Collected data:
Content starts

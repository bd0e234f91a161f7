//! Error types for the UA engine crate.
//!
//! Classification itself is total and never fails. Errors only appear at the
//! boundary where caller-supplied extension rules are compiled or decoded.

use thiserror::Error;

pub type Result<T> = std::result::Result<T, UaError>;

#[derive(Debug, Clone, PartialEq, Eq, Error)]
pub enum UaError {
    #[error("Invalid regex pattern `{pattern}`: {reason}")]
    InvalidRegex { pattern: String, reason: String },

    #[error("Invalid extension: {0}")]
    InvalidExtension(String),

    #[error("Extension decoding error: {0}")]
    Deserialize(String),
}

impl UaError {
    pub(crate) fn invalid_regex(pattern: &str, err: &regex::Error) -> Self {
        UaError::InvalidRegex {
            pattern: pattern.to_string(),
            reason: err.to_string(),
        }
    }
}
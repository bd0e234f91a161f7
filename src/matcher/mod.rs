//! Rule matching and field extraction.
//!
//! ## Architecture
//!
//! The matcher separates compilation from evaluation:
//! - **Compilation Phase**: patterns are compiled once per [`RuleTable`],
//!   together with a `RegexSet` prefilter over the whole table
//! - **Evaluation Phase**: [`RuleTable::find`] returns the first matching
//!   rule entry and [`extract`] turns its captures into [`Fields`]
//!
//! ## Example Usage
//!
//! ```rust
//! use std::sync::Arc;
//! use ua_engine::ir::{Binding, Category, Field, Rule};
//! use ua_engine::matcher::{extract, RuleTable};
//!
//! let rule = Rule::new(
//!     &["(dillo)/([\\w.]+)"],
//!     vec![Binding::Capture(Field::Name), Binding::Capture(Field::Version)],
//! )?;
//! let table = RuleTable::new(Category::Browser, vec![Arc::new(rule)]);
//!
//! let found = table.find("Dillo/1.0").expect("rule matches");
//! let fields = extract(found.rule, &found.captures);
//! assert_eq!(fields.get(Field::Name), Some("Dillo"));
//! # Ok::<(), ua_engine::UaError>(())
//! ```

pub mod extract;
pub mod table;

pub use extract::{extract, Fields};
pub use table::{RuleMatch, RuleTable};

Content ends
Content starts

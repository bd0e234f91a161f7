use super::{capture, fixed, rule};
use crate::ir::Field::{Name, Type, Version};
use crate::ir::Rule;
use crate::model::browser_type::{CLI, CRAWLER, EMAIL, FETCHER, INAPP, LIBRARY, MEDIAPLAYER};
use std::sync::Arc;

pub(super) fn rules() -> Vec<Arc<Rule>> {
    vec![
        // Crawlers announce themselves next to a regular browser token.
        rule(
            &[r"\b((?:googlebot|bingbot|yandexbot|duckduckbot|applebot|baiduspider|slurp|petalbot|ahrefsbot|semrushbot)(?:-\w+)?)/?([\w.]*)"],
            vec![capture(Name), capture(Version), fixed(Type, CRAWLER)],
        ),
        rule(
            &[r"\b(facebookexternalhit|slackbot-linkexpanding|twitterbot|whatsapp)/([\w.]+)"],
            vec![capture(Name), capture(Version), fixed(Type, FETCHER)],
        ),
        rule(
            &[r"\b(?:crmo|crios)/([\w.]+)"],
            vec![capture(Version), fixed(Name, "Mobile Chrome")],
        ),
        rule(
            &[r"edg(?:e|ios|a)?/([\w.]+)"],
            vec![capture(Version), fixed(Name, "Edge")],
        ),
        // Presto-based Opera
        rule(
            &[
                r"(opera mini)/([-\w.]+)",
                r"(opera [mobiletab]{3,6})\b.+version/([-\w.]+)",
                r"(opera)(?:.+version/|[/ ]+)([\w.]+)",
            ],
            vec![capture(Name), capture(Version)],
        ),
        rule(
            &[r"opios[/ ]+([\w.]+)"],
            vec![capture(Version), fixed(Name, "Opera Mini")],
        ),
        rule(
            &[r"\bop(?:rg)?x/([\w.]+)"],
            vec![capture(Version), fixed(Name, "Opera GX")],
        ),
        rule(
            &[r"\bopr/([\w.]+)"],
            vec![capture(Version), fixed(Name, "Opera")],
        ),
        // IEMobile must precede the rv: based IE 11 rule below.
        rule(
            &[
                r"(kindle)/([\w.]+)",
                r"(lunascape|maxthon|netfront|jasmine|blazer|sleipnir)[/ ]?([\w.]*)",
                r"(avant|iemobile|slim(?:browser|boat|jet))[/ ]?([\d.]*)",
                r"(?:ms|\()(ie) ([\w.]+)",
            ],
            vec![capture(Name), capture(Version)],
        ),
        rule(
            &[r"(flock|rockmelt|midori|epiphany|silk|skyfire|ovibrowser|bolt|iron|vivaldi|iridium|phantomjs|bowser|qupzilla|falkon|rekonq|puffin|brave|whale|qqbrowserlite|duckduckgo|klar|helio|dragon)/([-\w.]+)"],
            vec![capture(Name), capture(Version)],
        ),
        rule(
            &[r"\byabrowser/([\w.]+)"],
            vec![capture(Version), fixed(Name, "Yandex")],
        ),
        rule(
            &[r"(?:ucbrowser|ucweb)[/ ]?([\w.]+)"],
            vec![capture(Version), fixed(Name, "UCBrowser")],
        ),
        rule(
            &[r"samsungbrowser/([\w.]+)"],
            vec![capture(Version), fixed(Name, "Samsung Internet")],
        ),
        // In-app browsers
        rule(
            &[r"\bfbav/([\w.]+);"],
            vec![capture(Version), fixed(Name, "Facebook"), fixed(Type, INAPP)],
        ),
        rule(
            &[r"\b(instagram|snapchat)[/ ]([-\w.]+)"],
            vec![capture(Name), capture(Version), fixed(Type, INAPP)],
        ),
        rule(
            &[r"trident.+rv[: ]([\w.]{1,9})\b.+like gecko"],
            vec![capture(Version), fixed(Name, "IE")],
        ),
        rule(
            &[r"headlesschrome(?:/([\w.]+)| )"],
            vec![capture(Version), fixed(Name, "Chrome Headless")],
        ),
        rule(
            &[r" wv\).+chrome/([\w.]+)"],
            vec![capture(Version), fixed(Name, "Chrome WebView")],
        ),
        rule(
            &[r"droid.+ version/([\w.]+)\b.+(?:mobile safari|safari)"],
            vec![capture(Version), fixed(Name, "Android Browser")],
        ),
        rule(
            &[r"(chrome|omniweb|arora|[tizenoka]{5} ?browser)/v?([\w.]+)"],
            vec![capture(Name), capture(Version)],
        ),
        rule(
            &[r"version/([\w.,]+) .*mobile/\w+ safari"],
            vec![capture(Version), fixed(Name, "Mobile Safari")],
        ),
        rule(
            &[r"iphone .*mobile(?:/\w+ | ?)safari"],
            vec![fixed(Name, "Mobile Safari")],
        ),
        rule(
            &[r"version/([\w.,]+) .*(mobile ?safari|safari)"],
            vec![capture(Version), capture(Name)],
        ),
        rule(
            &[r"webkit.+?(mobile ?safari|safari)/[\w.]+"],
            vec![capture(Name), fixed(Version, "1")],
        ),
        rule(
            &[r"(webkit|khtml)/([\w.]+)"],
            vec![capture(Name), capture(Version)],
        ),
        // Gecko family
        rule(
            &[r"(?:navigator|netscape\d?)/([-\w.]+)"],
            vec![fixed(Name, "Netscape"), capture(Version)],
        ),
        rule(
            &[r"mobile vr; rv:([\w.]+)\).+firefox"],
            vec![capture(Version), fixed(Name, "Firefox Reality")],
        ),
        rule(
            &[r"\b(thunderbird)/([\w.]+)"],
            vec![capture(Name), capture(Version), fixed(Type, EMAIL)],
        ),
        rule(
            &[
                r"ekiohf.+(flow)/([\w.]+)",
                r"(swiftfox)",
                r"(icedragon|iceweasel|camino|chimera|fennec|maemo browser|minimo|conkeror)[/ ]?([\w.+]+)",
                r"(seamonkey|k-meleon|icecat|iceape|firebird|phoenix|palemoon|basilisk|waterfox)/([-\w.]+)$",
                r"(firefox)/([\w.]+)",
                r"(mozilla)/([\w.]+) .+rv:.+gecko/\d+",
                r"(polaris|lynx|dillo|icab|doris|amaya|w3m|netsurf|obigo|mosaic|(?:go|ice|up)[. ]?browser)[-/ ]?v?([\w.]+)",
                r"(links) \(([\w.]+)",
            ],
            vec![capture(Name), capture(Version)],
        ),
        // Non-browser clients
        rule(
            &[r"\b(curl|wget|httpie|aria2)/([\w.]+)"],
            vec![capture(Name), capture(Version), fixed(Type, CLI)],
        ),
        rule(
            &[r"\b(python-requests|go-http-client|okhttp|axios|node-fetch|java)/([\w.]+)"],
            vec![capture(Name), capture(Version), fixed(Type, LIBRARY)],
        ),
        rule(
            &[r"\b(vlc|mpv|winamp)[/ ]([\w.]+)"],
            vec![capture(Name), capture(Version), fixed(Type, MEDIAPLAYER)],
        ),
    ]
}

Content ends

#### EXERCISE
Please return every line of the records above that contains the word "crate".

#### EXERCISE OUTPUT
//! Error types for the UA engine crate.
    pub(crate) fn invalid_regex(pattern: &str, err: &regex::Error) -> Self {
use crate::ir::Field::{Name, Type, Version};
use crate::ir::Rule;
use crate::model::browser_type::{CLI, CRAWLER, EMAIL, FETCHER, INAPP, LIBRARY, MEDIAPLAYER};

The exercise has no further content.